Yeah a lot of times practicality wins out. I am actually pretty sure because of that my little woodcook stove may not survive the final cut when all this actually goes down. Unless I get a really sweet deal on one.

Reason being..I have this other idea LOL...If you spend the money to get a really nice, very efficient gas burning range that has the electric ignition instead of the constant pilot...because they are all too short for me anyway I was thinking of putting it on heavy duty rollers, building the porch\outdoor kitchen on the "backside" of the in-house kitchen and making sure the door is wide enough to buy one range for two purposes....having the kitchens basically back to back, I can put the plumbing and the gas line in the same wall and just add more connections...and roll my range out onto the back kitchen when it is hotter than hades and do all my cooking including canning and etc out there. 

And for when the range is out of the inside kitchen, just have a piece of counter that fills in...so I gain cupboard space in the summer for preserving and etc as well.

This is why it really pays to think things out, I think. Also, as far as cooking on a woodstove, there are many different kinds of wood heaters out there, and many will allow for the pot of soup or chili on the stove all day long as well....without having to tend the woodstove every half hour or whatever.


----------



## FarmboyBill (Aug 19, 2005)

Cindi Whats those sacks origional use?


----------



## cindilu (Jan 27, 2008)

Bill, it is in French I am pretty sure but I love them. I am thinking they were flour sacks. TommyIce maybe could tell you what they say. I also am pretty sure I need glasses at this point because most of the words I cannot really see.


----------



## MoonRiver (Sep 2, 2007)

Cob Masonry Heater up in your part of the PNW. They both retain heat so require a lot less wood.

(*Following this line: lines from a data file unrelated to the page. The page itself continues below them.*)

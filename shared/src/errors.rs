//! Error types shared between the API and its clients

use thiserror::Error;

/// Authentication error types
#[derive(Error, Debug, Clone, PartialEq, Eq)]
pub enum AuthError {
    #[error("Invalid or expired authenticator code")]
    InvalidCode,

    #[error("Invalid token")]
    InvalidToken,

    #[error("Malformed OTP secret")]
    MalformedSecret,

    #[error("System clock is before the Unix epoch")]
    ClockUnavailable,
}
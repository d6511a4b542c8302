//! Validating request extractors
//!
//! Deserialize, then run the type's `validator` rules. Any failure is turned
//! into `ApiError::Validation` (400) before the handler body runs.

use crate::error::ApiError;
use axum::{
    async_trait,
    extract::{FromRequest, FromRequestParts, Query, Request},
    http::request::Parts,
    Json,
};
use exercisedb_shared::validation::describe_validation_errors;
use serde::de::DeserializeOwned;
use validator::Validate;

/// JSON body that passed validation
#[derive(Debug, Clone)]
pub struct ValidatedJson<T>(pub T);

#[async_trait]
impl<T, S> FromRequest<S> for ValidatedJson<T>
where
    T: DeserializeOwned + Validate,
    S: Send + Sync,
{
    type Rejection = ApiError;

    async fn from_request(req: Request, state: &S) -> Result<Self, Self::Rejection> {
        let Json(value) = Json::<T>::from_request(req, state)
            .await
            .map_err(|rejection| ApiError::Validation(rejection.body_text()))?;

        value
            .validate()
            .map_err(|errors| ApiError::Validation(describe_validation_errors(&errors)))?;

        Ok(Self(value))
    }
}

/// Query string that passed validation
#[derive(Debug, Clone)]
pub struct ValidatedQuery<T>(pub T);

#[async_trait]
impl<T, S> FromRequestParts<S> for ValidatedQuery<T>
where
    T: DeserializeOwned + Validate,
    S: Send + Sync,
{
    type Rejection = ApiError;

    async fn from_request_parts(parts: &mut Parts, state: &S) -> Result<Self, Self::Rejection> {
        let Query(value) = Query::<T>::from_request_parts(parts, state)
            .await
            .map_err(|rejection| ApiError::Validation(rejection.body_text()))?;

        value
            .validate()
            .map_err(|errors| ApiError::Validation(describe_validation_errors(&errors)))?;

        Ok(Self(value))
    }
}
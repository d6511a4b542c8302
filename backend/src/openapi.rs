//! OpenAPI document assembled from the route annotations

use utoipa::OpenApi;

#[derive(OpenApi)]
#[openapi(
    info(
        title = "ExerciseDB API",
        description = "Exercise catalog with paginated listing and OTP-based user authentication."
    ),
    paths(
        crate::routes::exercise::create_exercise,
        crate::routes::exercise::list_exercises,
        crate::routes::user::register,
        crate::routes::user::authenticate,
        crate::routes::health::health_check,
        crate::routes::health::readiness_check,
        crate::routes::health::liveness_check,
    ),
    components(schemas(
        exercisedb_shared::Exercise,
        exercisedb_shared::UserRole,
        exercisedb_shared::CreateExerciseRequest,
        exercisedb_shared::ExercisePage,
        exercisedb_shared::ExercisePageResponse,
        exercisedb_shared::RegisterRequest,
        exercisedb_shared::RegisteredUser,
        exercisedb_shared::AuthenticateRequest,
        exercisedb_shared::AccessToken,
        exercisedb_shared::ErrorResponse,
        crate::routes::health::HealthResponse,
    )),
    tags(
        (name = "Exercises", description = "Exercise catalog"),
        (name = "Users", description = "Registration and authentication"),
        (name = "System", description = "Health and readiness probes"),
    )
)]
pub struct ApiDoc;

#[cfg(test)]
mod tests {
    use super::*;

    #[test]
    fn test_document_lists_every_route() {
        let doc = ApiDoc::openapi();
        for path in [
            "/exercises",
            "/register",
            "/authenticate",
            "/health",
            "/health/ready",
            "/health/live",
        ] {
            assert!(doc.paths.paths.contains_key(path), "missing {}", path);
        }
    }

    #[test]
    fn test_operation_ids() {
        let json = ApiDoc::openapi().to_json().unwrap();
        for id in ["createExercise", "getExercises", "registerUser", "authenticateUser"] {
            assert!(json.contains(id), "missing operation {}", id);
        }
    }

    #[test]
    fn test_title() {
        assert_eq!(ApiDoc::openapi().info.title, "ExerciseDB API");
    }
}
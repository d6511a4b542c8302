//! Data models for the ExerciseDB API

use chrono::{DateTime, Utc};
use serde::{Deserialize, Serialize};
use std::fmt;
use std::str::FromStr;
use utoipa::ToSchema;
use uuid::Uuid;

use crate::types::CreateExerciseRequest;

/// Exercise document as stored in the `exercises` collection
#[derive(Debug, Clone, PartialEq, Eq, Serialize, Deserialize, ToSchema)]
#[serde(rename_all = "camelCase")]
pub struct Exercise {
    /// Caller-supplied unique identifier
    #[schema(example = "KCBKjma")]
    pub exercise_id: String,
    #[schema(example = "Band Jack Knife Sit-up")]
    pub name: String,
    #[schema(example = "https://ucarecdn.com/05fcc879-04d4-4222-8896-e3772a8a3060/KCBKjma.gif")]
    pub gif_url: String,
    #[schema(example = json!(["abs"]))]
    pub target_muscles: Vec<String>,
    #[schema(example = json!(["waist", "back"]))]
    pub body_parts: Vec<String>,
    #[schema(example = json!(["band"]))]
    pub equipments: Vec<String>,
    #[schema(example = json!(["abs", "lats"]))]
    pub secondary_muscles: Vec<String>,
    /// Step-by-step instructions, in order
    #[schema(example = json!(["Step 1: Start with...", "Step 2: Move into..."]))]
    pub instructions: Vec<String>,
}

impl From<CreateExerciseRequest> for Exercise {
    fn from(req: CreateExerciseRequest) -> Self {
        Self {
            exercise_id: req.exercise_id,
            name: req.name,
            gif_url: req.gif_url,
            target_muscles: req.target_muscles,
            body_parts: req.body_parts,
            equipments: req.equipments,
            secondary_muscles: req.secondary_muscles,
            instructions: req.instructions,
        }
    }
}

/// Role assigned to a user account
#[derive(Debug, Clone, Copy, Default, PartialEq, Eq, Serialize, Deserialize, ToSchema)]
#[serde(rename_all = "lowercase")]
pub enum UserRole {
    #[default]
    Member,
    Admin,
}

impl UserRole {
    pub fn as_str(&self) -> &'static str {
        match self {
            UserRole::Member => "member",
            UserRole::Admin => "admin",
        }
    }
}

impl fmt::Display for UserRole {
    fn fmt(&self, f: &mut fmt::Formatter<'_>) -> fmt::Result {
        f.write_str(self.as_str())
    }
}

impl FromStr for UserRole {
    type Err = String;

    fn from_str(s: &str) -> Result<Self, Self::Err> {
        match s.to_lowercase().as_str() {
            "member" => Ok(UserRole::Member),
            "admin" => Ok(UserRole::Admin),
            other => Err(format!("Unknown user role: {}", other)),
        }
    }
}

/// User account
#[derive(Debug, Clone, Serialize, Deserialize)]
pub struct User {
    pub id: Uuid,
    pub email: String,
    pub role: UserRole,
    pub is_activated: bool,
    /// Base32 TOTP secret; only ever returned to the client on registration
    #[serde(skip_serializing)]
    pub otp_secret: String,
    pub created_at: DateTime<Utc>,
}
//! Authentication module
//!
//! TOTP verification for the authenticate flow and JWT access token issuance.

mod jwt;
mod otp;

pub use jwt::{Claims, JwtService};
pub use otp::OtpService;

https://www.facebook.com/media/set/?set=a.721907394634.2235924.302006&l=96ae07df46

http://www.firespeaking.com/portfolio/cob-masonry-heater-at-cob-cottage-company/

Or a cob mass heater like this with a heated bench.


----------



## mickm (Jul 23, 2010)

Keep in mind, on newer stoves with electronic ignition, the eont eork without electric. So if your power is out, no cooking. Cant be sltered, either. Will i guess anything can be altered, but not easily


----------



## whodunit (Mar 29, 2004)

We lived in a 10X 40ish trailer and heated with a wood cook stove. Outside temps in the winter are in the 20's. That trailer was NOT well insulated.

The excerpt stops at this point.